Putting everything together for an S-parameter model
S-parameter models are typically represented in the Touchstone text file format. Figure 3 shows this file format, which is organized into columns. The first line of the file indicates that this is an S-parameter measurement, with frequency units of hertz, magnitude/angle format and a port impedance of 100 Ω.
Figure 3: Touchstone model format
The first column gives the stimulus frequency, followed by two columns for each S-parameter (in this case magnitude and angle). The first two columns take data from the input impedance measurement; the next two columns are from the frequency response; and the final four columns are set to zero since port 2 is digital (that is, the reflection coefficient and isolation are perfect).
Figure 4 shows how the model is used in Keysight ADS. Port 1 is the ADC RF input and port 2 is the digital output.

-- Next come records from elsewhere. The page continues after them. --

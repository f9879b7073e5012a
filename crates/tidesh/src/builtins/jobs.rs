//! Job control builtins (jobs, wait, fg, bg)

use async_trait::async_trait;

use super::{Builtin, Context};
use crate::error::Result;
use crate::interpreter::{ExecResult, JobInfo, JobManager, JobStatus, continue_group};

fn format_job(job: &JobInfo, current: Option<usize>, with_pid: bool) -> String {
    let marker = if Some(job.id) == current { '+' } else { ' ' };
    let status = match (job.status, job.exit_code) {
        (JobStatus::Done, Some(code)) if code != 0 => format!("Exit {code}"),
        (status, _) => status.to_string(),
    };
    let pid = match (with_pid, job.pid) {
        (true, Some(pid)) => format!("{pid} "),
        _ => String::new(),
    };
    format!("[{}]{marker}  {pid}{status:<22}{}\n", job.id, job.command_line)
}

/// Resolve a `%N`/pid argument, or the current job with no argument.
fn target_job(jobs: &JobManager, arg: Option<&String>, builtin: &str) -> std::result::Result<usize, ExecResult> {
    match arg {
        Some(spec) => jobs
            .resolve(spec)
            .ok_or_else(|| ExecResult::err(format!("{builtin}: {spec}: no such job\n"), 1)),
        None => jobs
            .current_job()
            .ok_or_else(|| ExecResult::err(format!("{builtin}: current: no such job\n"), 1)),
    }
}

/// The jobs builtin - list background jobs.
///
/// `-l` adds process ids, `-p` prints only process ids. Finished jobs are
/// reported once and then forgotten.
pub struct Jobs;

#[async_trait]
impl Builtin for Jobs {
    async fn execute(&self, ctx: Context<'_>) -> Result<ExecResult> {
        let long = ctx.args.iter().any(|a| a == "-l");
        let pids_only = ctx.args.iter().any(|a| a == "-p");
        let current = ctx.jobs.current_job();

        let mut output = String::new();
        for job in ctx.jobs.get_all_jobs() {
            if pids_only {
                if let Some(pid) = job.pid {
                    output.push_str(&format!("{pid}\n"));
                }
            } else {
                output.push_str(&format_job(&job, current, long));
            }
        }
        ctx.jobs.cleanup_done();
        Ok(ExecResult::ok(output))
    }
}

/// The wait builtin - wait for background jobs.
///
/// Without arguments waits for every job and returns 0. With job specs or
/// process ids, returns the status of the last one; unknown ones give 127.
pub struct Wait;

#[async_trait]
impl Builtin for Wait {
    async fn execute(&self, ctx: Context<'_>) -> Result<ExecResult> {
        if ctx.args.is_empty() {
            ctx.jobs.wait_all().await;
            return Ok(ExecResult::status(0));
        }

        let mut result = ExecResult::status(0);
        for spec in ctx.args {
            match ctx.jobs.resolve(spec) {
                Some(id) => {
                    let code = ctx.jobs.wait(id).await.unwrap_or(127);
                    result.exit_code = code;
                }
                None => {
                    result.stderr.push_str(&format!("wait: {spec}: no such job\n"));
                    result.exit_code = 127;
                }
            }
        }
        Ok(result)
    }
}

/// The fg builtin - wait for a job in the foreground.
///
/// Stopped jobs are sent SIGCONT first. The job is forgotten once it
/// finishes and its status becomes the builtin's status.
pub struct Fg;

#[async_trait]
impl Builtin for Fg {
    async fn execute(&self, ctx: Context<'_>) -> Result<ExecResult> {
        let id = match target_job(ctx.jobs, ctx.args.first(), "fg") {
            Ok(id) => id,
            Err(result) => return Ok(result),
        };
        let Some(job) = ctx.jobs.get_job(id) else {
            return Ok(ExecResult::err(format!("fg: %{id}: no such job\n"), 1));
        };
        if job.status == JobStatus::Stopped {
            if let Some(pid) = job.pid {
                continue_group(pid)?;
            }
            ctx.jobs.mark_running(id);
        }
        ctx.jobs.set_current_job(id);
        let code = ctx.jobs.wait(id).await.unwrap_or(1);
        ctx.jobs.remove_job(id);
        Ok(ExecResult {
            stdout: format!("{}\n", job.command_line),
            stderr: String::new(),
            exit_code: code,
        })
    }
}

/// The bg builtin - resume a stopped job in the background.
pub struct Bg;

#[async_trait]
impl Builtin for Bg {
    async fn execute(&self, ctx: Context<'_>) -> Result<ExecResult> {
        let id = match target_job(ctx.jobs, ctx.args.first(), "bg") {
            Ok(id) => id,
            Err(result) => return Ok(result),
        };
        let Some(job) = ctx.jobs.get_job(id) else {
            return Ok(ExecResult::err(format!("bg: %{id}: no such job\n"), 1));
        };
        match job.status {
            JobStatus::Done => Ok(ExecResult::err(format!("bg: job {id} has terminated\n"), 1)),
            JobStatus::Running => Ok(ExecResult::err(
                format!("bg: job {id} already in background\n"),
                0,
            )),
            JobStatus::Stopped => {
                if let Some(pid) = job.pid {
                    continue_group(pid)?;
                }
                ctx.jobs.mark_running(id);
                ctx.jobs.set_current_job(id);
                Ok(ExecResult::ok(format!("[{id}]+ {} &\n", job.command_line)))
            }
        }
    }
}

#[cfg(test)]
#[allow(clippy::unwrap_used)]
mod tests {
    use super::*;
    use crate::builtins::TestShell;

    #[tokio::test]
    async fn test_jobs_listing_and_cleanup() {
        let mut sh = TestShell::new();
        let a = sh.jobs.add_job(Some(4242), "sleep 10");
        let b = sh.jobs.add_job(Some(4343), "false");
        sh.jobs.mark_done(b, 1);

        let listing = sh.run(&Jobs, &["-l"]).await.unwrap().stdout;
        assert!(listing.contains("[1]   4242 Running"));
        assert!(listing.contains("[2]+  4343 Exit 1"));

        // the finished job was reported and dropped
        assert!(sh.jobs.get_job(b).is_none());
        assert!(sh.jobs.get_job(a).is_some());
        assert_eq!(sh.run(&Jobs, &["-p"]).await.unwrap().stdout, "4242\n");
    }

    #[tokio::test]
    async fn test_wait_specific_and_unknown() {
        let mut sh = TestShell::new();
        let id = sh.jobs.add_job(None, "x");
        sh.jobs.mark_done(id, 5);
        assert_eq!(sh.run(&Wait, &["%1"]).await.unwrap().exit_code, 5);
        let unknown = sh.run(&Wait, &["%7"]).await.unwrap();
        assert_eq!(unknown.exit_code, 127);
        assert_eq!(sh.run(&Wait, &[]).await.unwrap().exit_code, 0);
    }

    #[tokio::test]
    async fn test_fg_waits_and_forgets() {
        let mut sh = TestShell::new();
        let id = sh.jobs.add_job(None, "work");
        let jobs = sh.jobs.clone();
        tokio::spawn(async move {
            tokio::time::sleep(std::time::Duration::from_millis(10)).await;
            jobs.mark_done(id, 3);
        });
        let result = sh.run(&Fg, &[]).await.unwrap();
        assert_eq!(result.exit_code, 3);
        assert_eq!(result.stdout, "work\n");
        assert!(sh.jobs.get_job(id).is_none());
        assert_eq!(sh.run(&Fg, &[]).await.unwrap().exit_code, 1);
    }

    #[tokio::test]
    async fn test_bg_on_finished_job() {
        let mut sh = TestShell::new();
        let id = sh.jobs.add_job(None, "done already");
        sh.jobs.mark_done(id, 0);
        let result = sh.run(&Bg, &["%1"]).await.unwrap();
        assert_eq!(result.exit_code, 1);
        assert!(result.stderr.contains("terminated"));
    }
}
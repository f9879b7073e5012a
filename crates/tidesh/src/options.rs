//! Shell option flags (`set -e`, `shopt -s globstar`, ...)

use std::collections::BTreeSet;
use std::fmt;

/// A named boolean shell option.
#[derive(Debug, Clone, Copy, PartialEq, Eq, PartialOrd, Ord, Hash)]
pub enum ShellOption {
    /// `-e`: exit on the first failing command outside a condition
    Errexit,
    /// `-u`: referencing an unset variable is an error
    Nounset,
    /// `-x`: print `+ cmd args` before running each command
    Xtrace,
    /// `-f`: disable pathname expansion
    Noglob,
    /// `-C`: `>` refuses to overwrite existing files
    Noclobber,
    /// `-o pipefail`: pipeline status is the last non-zero stage status
    Pipefail,
    /// `shopt globstar`: `**` matches across directories
    Globstar,
    /// `shopt nullglob`: unmatched patterns expand to nothing
    Nullglob,
    /// `shopt dotglob`: patterns match dot-files
    Dotglob,
}

impl ShellOption {
    /// Every option, in listing order.
    pub const ALL: &'static [ShellOption] = &[
        ShellOption::Errexit,
        ShellOption::Noclobber,
        ShellOption::Noglob,
        ShellOption::Nounset,
        ShellOption::Pipefail,
        ShellOption::Xtrace,
        ShellOption::Dotglob,
        ShellOption::Globstar,
        ShellOption::Nullglob,
    ];

    /// Options that have a single-letter `set` flag.
    pub const SHORT: &'static [ShellOption] = &[
        ShellOption::Errexit,
        ShellOption::Noglob,
        ShellOption::Nounset,
        ShellOption::Xtrace,
        ShellOption::Noclobber,
    ];

    /// Single-letter flag used by `set -X` and `$-`.
    pub fn short_flag(self) -> Option<char> {
        match self {
            ShellOption::Errexit => Some('e'),
            ShellOption::Nounset => Some('u'),
            ShellOption::Xtrace => Some('x'),
            ShellOption::Noglob => Some('f'),
            ShellOption::Noclobber => Some('C'),
            _ => None,
        }
    }

    /// Parse a single-letter flag.
    pub fn from_short(flag: char) -> Option<Self> {
        Self::SHORT
            .iter()
            .copied()
            .find(|opt| opt.short_flag() == Some(flag))
    }

    /// Long name used by `set -o NAME` and `shopt -s NAME`.
    pub fn name(self) -> &'static str {
        match self {
            ShellOption::Errexit => "errexit",
            ShellOption::Nounset => "nounset",
            ShellOption::Xtrace => "xtrace",
            ShellOption::Noglob => "noglob",
            ShellOption::Noclobber => "noclobber",
            ShellOption::Pipefail => "pipefail",
            ShellOption::Globstar => "globstar",
            ShellOption::Nullglob => "nullglob",
            ShellOption::Dotglob => "dotglob",
        }
    }

    /// Parse a long option name.
    pub fn from_name(name: &str) -> Option<Self> {
        Some(match name {
            "errexit" => ShellOption::Errexit,
            "nounset" => ShellOption::Nounset,
            "xtrace" => ShellOption::Xtrace,
            "noglob" => ShellOption::Noglob,
            "noclobber" => ShellOption::Noclobber,
            "pipefail" => ShellOption::Pipefail,
            "globstar" => ShellOption::Globstar,
            "nullglob" => ShellOption::Nullglob,
            "dotglob" => ShellOption::Dotglob,
            _ => return None,
        })
    }

    /// Whether the option belongs to `shopt` rather than `set -o`.
    pub fn is_shopt(self) -> bool {
        matches!(
            self,
            ShellOption::Globstar | ShellOption::Nullglob | ShellOption::Dotglob
        )
    }
}

impl fmt::Display for ShellOption {
    fn fmt(&self, f: &mut fmt::Formatter<'_>) -> fmt::Result {
        f.write_str(self.name())
    }
}

/// The set of enabled shell options.
#[derive(Debug, Clone, Default, PartialEq, Eq)]
pub struct ShellOptions {
    enabled: BTreeSet<ShellOption>,
}

impl ShellOptions {
    /// All options off.
    pub fn new() -> Self {
        Self::default()
    }

    /// Check whether an option is on.
    pub fn is_set(&self, opt: ShellOption) -> bool {
        self.enabled.contains(&opt)
    }

    /// Turn an option on or off.
    pub fn set(&mut self, opt: ShellOption, on: bool) {
        if on {
            self.enabled.insert(opt);
        } else {
            self.enabled.remove(&opt);
        }
    }

    /// Builder-style enable, used by `ShellBuilder::option`.
    pub fn with(mut self, opt: ShellOption) -> Self {
        self.enabled.insert(opt);
        self
    }

    /// Iterate over enabled options.
    pub fn iter(&self) -> impl Iterator<Item = ShellOption> + '_ {
        self.enabled.iter().copied()
    }

    /// Value of `$-`: the enabled single-letter flags.
    pub fn flags_string(&self) -> String {
        self.enabled
            .iter()
            .filter_map(|opt| opt.short_flag())
            .collect()
    }
}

The RF input is represented as a single-ended port to simplify model creation. An ideal transformer is added to convert the input back to differential.
Figure 4: Final S-parameter model simulation setup
Figure 5 shows the simulated model for the ADC12DJ3200. This ADC can operate in dual-channel mode at 3.2 GSPS or single-channel dual-edge sampling (DES) mode at 6.4 GSPS.
Figure 5: Final S-parameter model simulation results
Conclusion
The approach we’ve described in this article makes it possible to construct very useful models of high speed ADCs for system-level or PCB designs. In the next installment of this series, we’ll show how to put the model to work in the design of a receiver front-end PCB design.